Ruth Pahkala and Rory Condon were working with me in the lab as my assistants.

In late May or early June I left the lab in Ruth and Rory’s hands when I left to go to San Francisco to organize the tableting of the first batch of LSD we’d made there and to go on to England to pick up some lysergic acid. As a result I was gone for several weeks which turned out to be a major blunder.

I hadn’t been gone for a long when the well’s water pump broke down. Instead of moving heaven and earth to figure out how to repair the pump without getting the lab busted, Ruth and Rory decided to fly back to San Francisco for a vacation in spite of the fact that it was high summer and the lawn was rapidly turning brown from not being watered. Also, a bottle of methylamine had somehow gotten broken in one of the lab rooms leaving a nasty odor to slowly waft out one of the basement windows.

I got back from my travels and made arrangements to meet Ruth and Rory in Berkeley at Bob Hamilton’s house. This was complicated by the fact that I was breaking up with my relationship with Ruth. I had just written to her to let her know that and we were going to meet to figure out how to pack up her stuff so that she could move back to California. But Ruth and Rory told me about the water pump, which horrified me. I couldn’t believe that they had abandoned the lab with the water pump broken and the lawn turning brown. I told them they had to return to the lab immediately on the next plane to fix the pump and meanwhile to be there in case of trouble with the landlord. I thought they agreed. I was going to go to Chicago to try to get some parts for the tablet machine.

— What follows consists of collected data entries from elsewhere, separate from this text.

impl<V: Clone + Send + Sync + 'static> CoherenceManager<V> {
    /// Create a manager over `bus`.
    ///
    /// `private` is this node's private cache, the target of incoming
    /// deletion broadcasts. `shared` is the optional shared back-end;
    /// without one, a `value_codec` must be configured so values can
    /// travel peer to peer.
    pub fn new(
        config: CoherenceConfig,
        private: Arc<dyn CacheClient<CacheKey, V>>,
        shared: Option<Arc<dyn CacheClient<CacheKey, V>>>,
        bus: Arc<dyn CoherenceBus>,
    ) -> CacheResult<Self> {
        if shared.is_none() && config.value_codec.is_none() {
            return Err(CacheError::Config(
                "a shared cache or a value codec is required".to_string(),
            ));
        }

        let identity = bus.identity();
        let mut contact = vec![identity.clone()];
        let mut rng = rand::thread_rng();
        for template in &config.p2p_bindhosts {
            let randport: u32 = 50_000 + rng.gen_range(0..20_000);
            contact.push(
                template
                    .replace("{identity}", &identity)
                    .replace("{randport}", &randport.to_string()),
            );
        }

        let state = Arc::new(ManagerState {
            bus,
            private,
            shared,
            encoding: config.encoding,
            synchronous: config.synchronous,
            quick_refresh: config.quick_refresh,
            protocol_timeout: config.protocol_timeout,
            stable_hash: config.stable_hash,
            value_codec: config.value_codec,
            contact,
            identity,
            txid: AtomicU32::new(0),
            pending: DashMap::new(),
            group_pending: DashMap::new(),
            prefixes: Prefixes::new(&config.namespace),
            broker_subs: Mutex::new(Vec::new()),
        });

        let mut tokens = Vec::new();
        tokens.push(state.bus.listen(
            &state.prefixes.del,
            BusEvent::IncomingUpdate,
            weak_handler(&state, on_deletion),
        ));
        tokens.push(state.bus.listen(
            &state.prefixes.listpendq,
            BusEvent::IncomingUpdate,
            weak_handler(&state, on_listpendq),
        ));
        tokens.push(
            state
                .bus
                .listen("", BusEvent::EnterBroker, weak_handler(&state, on_enter_broker)),
        );
        tokens.push(
            state
                .bus
                .listen("", BusEvent::LeaveBroker, weak_handler(&state, on_leave_broker)),
        );

        if state.bus.is_broker() {
            // Promoted before we subscribed: catch up now.
            install_broker_subs(&state);
            let _ = state.publish_encode(&state.prefixes.listpendq, &());
        }

        Ok(Self {
            state,
            tokens: Mutex::new(tokens),
        })
    }

    /// Query the cluster about `key`'s pending status.
    ///
    /// `expired` re-confirms that the value actually needs a refresh;
    /// it is re-polled through the protocol to detect out-of-band
    /// updates. With `optimistic_lock`, a [`QueryOutcome::Vacant`]
    /// answer also locked the key to this node.
    pub fn query_pending(
        &self,
        key: &CacheKey,
        expired: &dyn Fn() -> bool,
        timeout: Duration,
        optimistic_lock: bool,
    ) -> QueryOutcome {
        if self.state.bus.is_broker() {
            return self
                .state
                .query_pending_locally(key, expired, optimistic_lock);
        }
        match self
            .state
            .query_pending_remote(key, expired, timeout, optimistic_lock)
        {
            Ok(outcome) => outcome,
            Err(e) => {
                tracing::debug!(error = %e, "pendq failed; degrading to local query");
                self.state
                    .query_pending_locally(key, expired, optimistic_lock)
            }
        }
    }

    /// Announce that this node finished computing `key`. Pops the
    /// local pending entry; a node that never held one publishes
    /// nothing.
    pub fn mark_done(&self, key: &CacheKey) {
        if let Some((_, txid)) = self.state.pending.remove(key) {
            let msg = PendMsg {
                txid,
                keys: vec![key.clone()],
                contact: self.state.contact.clone(),
            };
            let topic = self.state.done_topic(key);
            if let Err(e) = self.state.publish_encode(&topic, &msg) {
                tracing::debug!(error = %e, "done publish failed");
            }
        }
    }

    /// Quick-refresh announcement: broadcast `done` for keys this
    /// node refreshed without holding a computation lock. The fresh
    /// txid cannot match any broker entry, so it only feeds waiters.
    pub fn fire_done(&self, keys: &[CacheKey]) {
        let txid = self.state.next_txid();
        for key in keys {
            let msg = PendMsg {
                txid,
                keys: vec![key.clone()],
                contact: self.state.contact.clone(),
            };
            let topic = self.state.done_topic(key);
            if let Err(e) = self.state.publish_encode(&topic, &msg) {
                tracing::debug!(error = %e, "done publish failed");
            }
        }
    }

    /// Broadcast a deletion (or the CLEAR sentinel). The returned
    /// waiter is subscribed before the publish, so no ack can be
    /// missed.
    pub fn fire_deletion(&self, key: CoherentKey) -> DeletionWaiter {
        let txid = self.state.next_txid();
        let waiter = if self.state.synchronous {
            DeletionWaiter::synchronous(
                Arc::clone(&self.state.bus),
                &self.state.prefixes.delack,
                txid,
                self.state.identity.clone(),
            )
        } else {
            DeletionWaiter::noop()
        };
        let msg = DeletionMsg { txid, key };
        if let Err(e) = self.state.publish_encode(&self.state.prefixes.del, &msg) {
            tracing::debug!(error = %e, "deletion broadcast failed; peers will expire naturally");
        }
        waiter
    }

    /// Block until some node announces `done` for `key`, or the
    /// timeout elapses. `None` waits without bound. Deadlines are
    /// monotonic.
    pub fn wait_done(&self, key: &CacheKey, timeout: Option<Duration>) -> bool {
        let seen: Arc<(Mutex<bool>, Condvar)> = Arc::new((Mutex::new(false), Condvar::new()));
        let sink = Arc::clone(&seen);
        let wanted = key.clone();
        let token = self.state.bus.listen(
            &self.state.done_topic(key),
            BusEvent::IncomingUpdate,
            Box::new(move |msg: &BusMessage<'_>| {
                if let Ok(done) = decode_payload::<PendMsg>(msg.payload) {
                    // Shard collisions land here too; match the key.
                    if done.keys.contains(&wanted) {
                        *sink.0.lock() = true;
                        sink.1.notify_all();
                        return Dispatch::Unsubscribe;
                    }
                }
                Dispatch::Continue
            }),
        );

        let deadline = timeout.map(|t| Instant::now() + t);
        let mut done = seen.0.lock();
        while !*done {
            match deadline {
                None => seen.1.wait(&mut done),
                Some(deadline) => {
                    if Instant::now() >= deadline
                        || seen.1.wait_until(&mut done, deadline).timed_out()
                    {
                        break;
                    }
                }
            }
        }
        let result = *done;
        drop(done);
        self.state.bus.unlisten(&token);
        result
    }

    /// True when every `put` should broadcast a `done`
    pub fn quick_refresh(&self) -> bool {
        self.state.quick_refresh
    }

    /// Default protocol timeout for wrappers built on this manager
    pub fn protocol_timeout(&self) -> Duration {
        self.state.protocol_timeout
    }

    /// The bus heartbeat interval; the default deferred-computation
    /// timeout
    pub fn heartbeat_timeout(&self) -> Duration {
        self.state.bus.heartbeat_push_timeout()
    }

    /// Contact list advertised to peers
    pub fn contact(&self) -> &[String] {
        &self.state.contact
    }

    /// The shared back-end cache, when one is configured
    pub fn shared(&self) -> Option<&Arc<dyn CacheClient<CacheKey, V>>> {
        self.state.shared.as_ref()
    }

    /// Codec for peer-to-peer value transfer, when configured
    pub fn value_codec(&self) -> Option<&SecureCodec> {
        self.state.value_codec.as_ref()
    }

    /// Is a computation for `key` in flight, as far as this node
    /// knows? Authoritative on the broker, own-computations-only on a
    /// listener.
    pub fn has_pending(&self, key: &CacheKey) -> bool {
        self.state.pending.contains_key(key) || self.state.group_pending.contains_key(key)
    }

    /// This node's own pending txid for `key`, if any (diagnostics)
    pub fn pending_txid(&self, key: &CacheKey) -> Option<u32> {
        self.state.pending.get(key).map(|e| *e.value())
    }

    /// The broker-side holder of `key`, if any (diagnostics;
    /// meaningful only while this node is broker)
    pub fn group_pending_entry(&self, key: &CacheKey) -> Option<(u32, Vec<String>)> {
        self.state.group_pending.get(key).map(|e| e.value().clone())
    }
}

They didn’t return to Denver immediately, they waited a few days and then flew back. During that time the lab was busted because the landlord was in the neighborhood, saw the brown lawn on June 23, 1968. He knocked on all the doors but no one was home. He tried to turn the water on and found that there was no water coming out of the taps. He walked around the outside of the house and smelled a really foul smell coming from one of the basement windows which reminded him of the smell of dead bodies he remembered from his service in Korea so he called the police. The police tried to use his key but the locks had been changed so they broke in and found the lab. Fortunately for us they didn’t bother to get a search warrant and that eventually overturned the case after years of litigation.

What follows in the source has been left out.